━━━ Listed entries
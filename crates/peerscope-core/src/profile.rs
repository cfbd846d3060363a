//! Account metrics, raw posts and AI-derived profiles.

use chrono::{DateTime, Utc};
use serde::{Deserialize, Deserializer, Serialize};
use serde_json::{Map, Value};

use crate::handle::Handle;
use crate::CoreError;

/// Coarse niche labels and the keywords that select them, checked in order.
const NICHE_KEYWORDS: &[(&str, &[&str])] = &[
    (
        "tech",
        &[
            "technology",
            "software",
            "developer",
            "programming",
            "ai",
            "machine learning",
        ],
    ),
    (
        "business",
        &["business", "entrepreneur", "startup", "founder", "saas"],
    ),
    ("marketing", &["marketing", "content", "seo", "branding"]),
    (
        "finance",
        &["finance", "investing", "trading", "stocks", "crypto"],
    ),
    ("health", &["health", "fitness", "wellness", "nutrition"]),
];

/// Fallback label when no keyword matches.
pub const OTHER_NICHE: &str = "other";

/// Maps a free-text niche description onto a coarse pool partition label.
///
/// Multi-word keywords match as substrings; single-word keywords must match a
/// whole word, so "ai" selects "AI tooling" but not "retail".
#[must_use]
pub fn coarse_niche(primary_niche: &str) -> &'static str {
    let lower = primary_niche.to_lowercase();
    let words: Vec<&str> = lower
        .split(|c: char| !c.is_alphanumeric())
        .filter(|w| !w.is_empty())
        .collect();

    for (label, keywords) in NICHE_KEYWORDS {
        let hit = keywords.iter().any(|kw| {
            if kw.contains(' ') {
                lower.contains(kw)
            } else {
                words.iter().any(|w| w == kw)
            }
        });
        if hit {
            return label;
        }
    }
    OTHER_NICHE
}

/// Account details returned by the social-data source.
#[derive(Debug, Clone, PartialEq, Serialize, Deserialize)]
pub struct AccountSnapshot {
    pub external_id: Option<String>,
    pub handle: Handle,
    pub name: Option<String>,
    pub description: Option<String>,
    pub profile_image_url: Option<String>,
    pub followers: u64,
    pub following: u64,
    pub post_count: u64,
}

#[derive(Debug, Clone, Copy, PartialEq, Serialize, Deserialize)]
pub struct BasicMetrics {
    pub followers: u64,
    pub following: u64,
    pub post_count: u64,
    pub follower_following_ratio: f64,
}

impl BasicMetrics {
    /// Ratio is rounded to two decimals; an account following nobody reports
    /// its follower count as the ratio.
    #[must_use]
    #[allow(clippy::cast_precision_loss)]
    pub fn new(followers: u64, following: u64, post_count: u64) -> Self {
        let follower_following_ratio = if following == 0 {
            followers as f64
        } else {
            round2(followers as f64 / following as f64)
        };
        Self {
            followers,
            following,
            post_count,
            follower_following_ratio,
        }
    }
}

impl From<&AccountSnapshot> for BasicMetrics {
    fn from(account: &AccountSnapshot) -> Self {
        Self::new(account.followers, account.following, account.post_count)
    }
}

fn round2(value: f64) -> f64 {
    (value * 100.0).round() / 100.0
}

/// One original post (no retweets, no replies).
#[derive(Debug, Clone, PartialEq, Serialize, Deserialize)]
pub struct Post {
    pub id: String,
    pub text: String,
    pub created_at: Option<String>,
    #[serde(default)]
    pub like_count: u64,
    #[serde(default)]
    pub retweet_count: u64,
    #[serde(default)]
    pub reply_count: u64,
    #[serde(default)]
    pub quote_count: u64,
    #[serde(default)]
    pub view_count: Option<u64>,
}

/// AI-produced profile of one account.
///
/// Known fields are typed; anything else the model returns is kept in
/// `extensions` and written back out unchanged.
#[derive(Debug, Clone, PartialEq, Default, Serialize, Deserialize)]
pub struct DerivedProfile {
    #[serde(default)]
    pub handle: String,
    #[serde(default, deserialize_with = "lenient_u64")]
    pub followers: Option<u64>,
    #[serde(default)]
    pub primary_niche: String,
    #[serde(default)]
    pub secondary_topics: Vec<String>,
    #[serde(default)]
    pub content_style: Option<String>,
    #[serde(default, deserialize_with = "lenient_f64")]
    pub average_likes_per_post: Option<f64>,
    #[serde(default, deserialize_with = "lenient_f64")]
    pub average_views_per_post: Option<f64>,
    #[serde(default)]
    pub growth_trend_last_30_days: Option<String>,
    #[serde(
        default,
        alias = "estimated_monthly_growth_percent",
        deserialize_with = "lenient_f64"
    )]
    pub estimated_monthly_follower_growth_percent: Option<f64>,
    #[serde(default, deserialize_with = "lenient_f64")]
    pub posting_frequency_per_week: Option<f64>,
    #[serde(default)]
    pub visual_content_ratio: Option<String>,
    #[serde(default)]
    pub language_mix: Option<Value>,
    #[serde(default)]
    pub key_hashtags: Vec<String>,
    #[serde(default)]
    pub strengths: Vec<String>,
    #[serde(default)]
    pub weaknesses_for_growth: Vec<String>,
    #[serde(flatten)]
    pub extensions: Map<String, Value>,
}

impl DerivedProfile {
    /// Validates and converts a model response into a profile.
    ///
    /// # Errors
    ///
    /// - [`CoreError::Shape`] if a known field has the wrong type.
    /// - [`CoreError::MissingProfileField`] if `handle` or `primary_niche` is
    ///   absent or blank.
    pub fn from_value(value: Value) -> Result<Self, CoreError> {
        let profile: Self = serde_json::from_value(value)?;
        if profile.handle.trim().is_empty() {
            return Err(CoreError::MissingProfileField("handle"));
        }
        if profile.primary_niche.trim().is_empty() {
            return Err(CoreError::MissingProfileField("primary_niche"));
        }
        Ok(profile)
    }

    #[must_use]
    pub fn coarse_niche(&self) -> &'static str {
        coarse_niche(&self.primary_niche)
    }

    /// `average_likes / followers * 100`, two decimals. `None` without both inputs.
    #[must_use]
    #[allow(clippy::cast_precision_loss)]
    pub fn engagement_rate(&self, followers: u64) -> Option<f64> {
        let likes = self.average_likes_per_post?;
        (followers > 0).then(|| round2(likes / followers as f64 * 100.0))
    }
}

/// One cached profile. Never mutated after insert; a refresh writes a new row.
#[derive(Debug, Clone, PartialEq, Serialize, Deserialize)]
pub struct ProfileRecord {
    pub id: i64,
    pub user_id: i64,
    pub handle: Handle,
    pub metrics: BasicMetrics,
    pub derived: DerivedProfile,
    pub niche: String,
    pub posts_analyzed: u32,
    pub fetched_at: DateTime<Utc>,
    pub expires_at: DateTime<Utc>,
}

impl ProfileRecord {
    #[must_use]
    pub fn is_fresh(&self, now: DateTime<Utc>) -> bool {
        self.expires_at > now
    }

    #[must_use]
    pub fn engagement_rate(&self) -> Option<f64> {
        self.derived.engagement_rate(self.metrics.followers)
    }
}

/// Accepts a JSON number or a numeric string.
pub(crate) fn lenient_f64<'de, D>(deserializer: D) -> Result<Option<f64>, D::Error>
where
    D: Deserializer<'de>,
{
    match Option::<Value>::deserialize(deserializer)? {
        None | Some(Value::Null) => Ok(None),
        Some(Value::Number(n)) => Ok(n.as_f64()),
        Some(Value::String(s)) => {
            let trimmed = s.trim().trim_end_matches('%').replace(',', "");
            trimmed
                .parse::<f64>()
                .map(Some)
                .map_err(|_| serde::de::Error::custom(format!("expected a number, got \"{s}\"")))
        }
        Some(other) => Err(serde::de::Error::custom(format!(
            "expected a number, got {other}"
        ))),
    }
}

pub(crate) fn lenient_u64<'de, D>(deserializer: D) -> Result<Option<u64>, D::Error>
where
    D: Deserializer<'de>,
{
    let value = lenient_f64(deserializer)?;
    match value {
        None => Ok(None),
        Some(v) if v.is_finite() && v >= 0.0 => {
            #[allow(clippy::cast_possible_truncation, clippy::cast_sign_loss)]
            let rounded = v.round() as u64;
            Ok(Some(rounded))
        }
        Some(v) => Err(serde::de::Error::custom(format!(
            "expected a non-negative count, got {v}"
        ))),
    }
}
━━━━━━
• Aim of the exercise:
Could you transcribe the entries exactly, from the first line through the line containing "must match a", and give nothing more?

• Exercise answer:
filename crates/peerscope-core/src/profile.rs
repository cfbd846d3060363a
//! Account metrics, raw posts and AI-derived profiles.

use chrono::{DateTime, Utc};
use serde::{Deserialize, Deserializer, Serialize};
use serde_json::{Map, Value};

use crate::handle::Handle;
use crate::CoreError;

/// Coarse niche labels and the keywords that select them, checked in order.
const NICHE_KEYWORDS: &[(&str, &[&str])] = &[
    (
        "tech",
        &[
            "technology",
            "software",
            "developer",
            "programming",
            "ai",
            "machine learning",
        ],
    ),
    (
        "business",
        &["business", "entrepreneur", "startup", "founder", "saas"],
    ),
    ("marketing", &["marketing", "content", "seo", "branding"]),
    (
        "finance",
        &["finance", "investing", "trading", "stocks", "crypto"],
    ),
    ("health", &["health", "fitness", "wellness", "nutrition"]),
];

/// Fallback label when no keyword matches.
pub const OTHER_NICHE: &str = "other";

/// Maps a free-text niche description onto a coarse pool partition label.
///
/// Multi-word keywords match as substrings; single-word keywords must match a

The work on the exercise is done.